Work item:
From the material below, tally every line containing "serde"; reply with the total only.

Listed records:
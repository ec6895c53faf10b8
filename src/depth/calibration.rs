//! Depth calibration state and its lookup table
//!
//! [`DepthCalibration`] pairs the calibration parameters with the table built
//! from them; every setter rebuilds the table in full. Tables are immutable
//! once built and shared through `Arc`, so a reader holds either the old or
//! the new table and never a mix of both.
//!
//! [`CalibrationHandle`] is the lock-protected, cloneable control surface.
//! The device thread applies tables through a [`DepthProcessor`], which only
//! ever try-locks the handle and falls back to its cached table, so a control
//! change in progress can never stall capture.

use serde::{Deserialize, Serialize};
use std::sync::Arc;

use crate::depth::range::{ClipMode, DepthRange};
use crate::depth::table::DepthTable;
use crate::error::DepthError;
use crate::frame::{Frame, FrameBuffer};
use crate::sync::LockHandle;

/// Parameters a lookup table is built from
#[derive(Debug, Clone, PartialEq, Serialize, Deserialize)]
#[serde(default)]
pub struct CalibrationState {
    /// Convert raw samples to metres before normalizing
    pub linear: bool,
    pub clip_mode: ClipMode,
    /// Range used when `linear` is set
    pub metric: DepthRange,
    /// Range used otherwise
    pub raw: DepthRange,
}

impl Default for CalibrationState {
    fn default() -> Self {
        Self {
            linear: true,
            clip_mode: ClipMode::EraseBack,
            metric: DepthRange::metric(),
            raw: DepthRange::raw(),
        }
    }
}

impl CalibrationState {
    /// Range selected by the linear flag
    pub fn active(&self) -> &DepthRange {
        if self.linear {
            &self.metric
        } else {
            &self.raw
        }
    }

    fn active_mut(&mut self) -> &mut DepthRange {
        if self.linear {
            &mut self.metric
        } else {
            &mut self.raw
        }
    }

    pub fn build_table(&self) -> DepthTable {
        DepthTable::build(self.active(), self.clip_mode, self.linear)
    }
}

/// Calibration parameters plus the table that reflects them
#[derive(Debug, Clone)]
pub struct DepthCalibration {
    state: CalibrationState,
    table: Arc<DepthTable>,
}

impl DepthCalibration {
    pub fn new(state: CalibrationState) -> Self {
        let table = Arc::new(state.build_table());
        Self { state, table }
    }

    pub fn state(&self) -> &CalibrationState {
        &self.state
    }

    pub fn table(&self) -> &Arc<DepthTable> {
        &self.table
    }

    fn rebuild(&mut self) {
        self.table = Arc::new(self.state.build_table());

        let range = self.state.active();
        tracing::debug!(
            linear = self.state.linear,
            clip_mode = %self.state.clip_mode,
            near = range.near,
            far = range.far,
            max = range.max,
            clip = range.clip,
            "Depth table rebuilt"
        );
    }

    /// Upper range limit of the active range, absolute
    pub fn set_max(&mut self, value: f32) {
        self.state.active_mut().set_max(value);
        self.rebuild();
    }

    /// Near plane of the active range, as a fraction of its max
    pub fn set_near(&mut self, fraction: f32) {
        self.state.active_mut().set_near(fraction);
        self.rebuild();
    }

    /// Far plane of the active range, as a fraction of its max
    pub fn set_far(&mut self, fraction: f32) {
        self.state.active_mut().set_far(fraction);
        self.rebuild();
    }

    pub fn set_clip(&mut self, value: f32) {
        self.state.active_mut().set_clip(value);
        self.rebuild();
    }

    pub fn set_clip_mode(&mut self, mode: ClipMode) {
        self.state.clip_mode = mode;
        self.rebuild();
    }

    /// Set the clip mode from its numeric code, rejecting unknown codes
    pub fn set_clip_mode_code(&mut self, code: u8) -> Result<(), DepthError> {
        let mode = ClipMode::try_from(code)?;
        self.set_clip_mode(mode);
        Ok(())
    }

    pub fn set_linear(&mut self, linear: bool) {
        self.state.linear = linear;
        self.rebuild();
    }

    /// Replace every parameter at once
    pub fn set_state(&mut self, state: CalibrationState) {
        self.state = state;
        self.rebuild();
    }

    pub fn near(&self) -> f32 {
        self.state.active().near
    }

    pub fn far(&self) -> f32 {
        self.state.active().far
    }

    pub fn max(&self) -> f32 {
        self.state.active().max
    }

    pub fn clip(&self) -> f32 {
        self.state.active().clip
    }

    /// Convert a depth frame in place.
    ///
    /// Returns `false` without touching the frame if its lock is held
    /// elsewhere; a newer frame will arrive shortly.
    pub fn post_process(&self, frame: &Frame) -> bool {
        let mut control = frame.control();
        if !control.try_lock() {
            return false;
        }
        if let Some(buffer) = control.get_mut() {
            self.table.apply(buffer);
        }
        true
    }
}

impl Default for DepthCalibration {
    fn default() -> Self {
        Self::new(CalibrationState::default())
    }
}

/// Shared, lock-protected calibration
#[derive(Clone, Default)]
pub struct CalibrationHandle {
    inner: Arc<LockHandle<DepthCalibration>>,
}

impl CalibrationHandle {
    pub fn new(state: CalibrationState) -> Self {
        Self {
            inner: Arc::new(LockHandle::new(DepthCalibration::new(state))),
        }
    }

    /// Run `f` with the calibration locked, blocking until it is free
    pub fn with<R>(&self, f: impl FnOnce(&mut DepthCalibration) -> R) -> R {
        self.inner.with(f)
    }

    pub fn set_max(&self, value: f32) {
        self.with(|c| c.set_max(value));
    }

    pub fn set_near(&self, fraction: f32) {
        self.with(|c| c.set_near(fraction));
    }

    pub fn set_far(&self, fraction: f32) {
        self.with(|c| c.set_far(fraction));
    }

    pub fn set_clip(&self, value: f32) {
        self.with(|c| c.set_clip(value));
    }

    pub fn set_clip_mode(&self, mode: ClipMode) {
        self.with(|c| c.set_clip_mode(mode));
    }

    pub fn set_clip_mode_code(&self, code: u8) -> Result<(), DepthError> {
        self.with(|c| c.set_clip_mode_code(code))
    }

    pub fn set_linear(&self, linear: bool) {
        self.with(|c| c.set_linear(linear));
    }

    pub fn set_state(&self, state: CalibrationState) {
        self.with(|c| c.set_state(state));
    }

    pub fn near(&self) -> f32 {
        self.with(|c| c.near())
    }

    pub fn far(&self) -> f32 {
        self.with(|c| c.far())
    }

    pub fn max(&self) -> f32 {
        self.with(|c| c.max())
    }

    pub fn state(&self) -> CalibrationState {
        self.with(|c| c.state().clone())
    }

    /// Current table snapshot
    pub fn table(&self) -> Arc<DepthTable> {
        self.with(|c| c.table().clone())
    }

    /// Non-blocking table snapshot; `None` while a setter holds the lock
    pub fn try_table(&self) -> Option<Arc<DepthTable>> {
        let mut control = self.inner.control();
        if !control.try_lock() {
            return None;
        }
        control.get().map(|c| c.table().clone())
    }

    /// Processor for the device thread, seeded with the current table
    pub fn processor(&self) -> DepthProcessor {
        DepthProcessor {
            handle: self.clone(),
            cached: self.table(),
            skipped: 0,
        }
    }
}

/// Device-side applier of the current depth table
pub struct DepthProcessor {
    handle: CalibrationHandle,
    cached: Arc<DepthTable>,
    skipped: u64,
}

impl DepthProcessor {
    /// Pick up a newer table if the calibration is not being changed right
    /// now. Returns `true` if the cached table was replaced.
    pub fn refresh(&mut self) -> bool {
        match self.handle.try_table() {
            Some(table) if !Arc::ptr_eq(&table, &self.cached) => {
                self.cached = table;
                true
            }
            _ => false,
        }
    }

    pub fn table(&self) -> &DepthTable {
        &self.cached
    }

    /// Convert an already locked depth buffer
    pub fn apply(&mut self, buffer: &mut FrameBuffer) {
        self.refresh();
        self.cached.apply(buffer);
    }

    /// Try-lock a frame and convert it; skipped if the frame is busy
    pub fn post_process(&mut self, frame: &Frame) -> bool {
        let mut control = frame.control();
        if !control.try_lock() {
            self.skipped += 1;
            tracing::trace!("Depth frame locked elsewhere, skipping post-process");
            return false;
        }
        if let Some(buffer) = control.get_mut() {
            self.apply(buffer);
        }
        true
    }

    /// Frames left unconverted because they were locked
    pub fn skipped(&self) -> u64 {
        self.skipped
    }
}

Solution to the problem:
2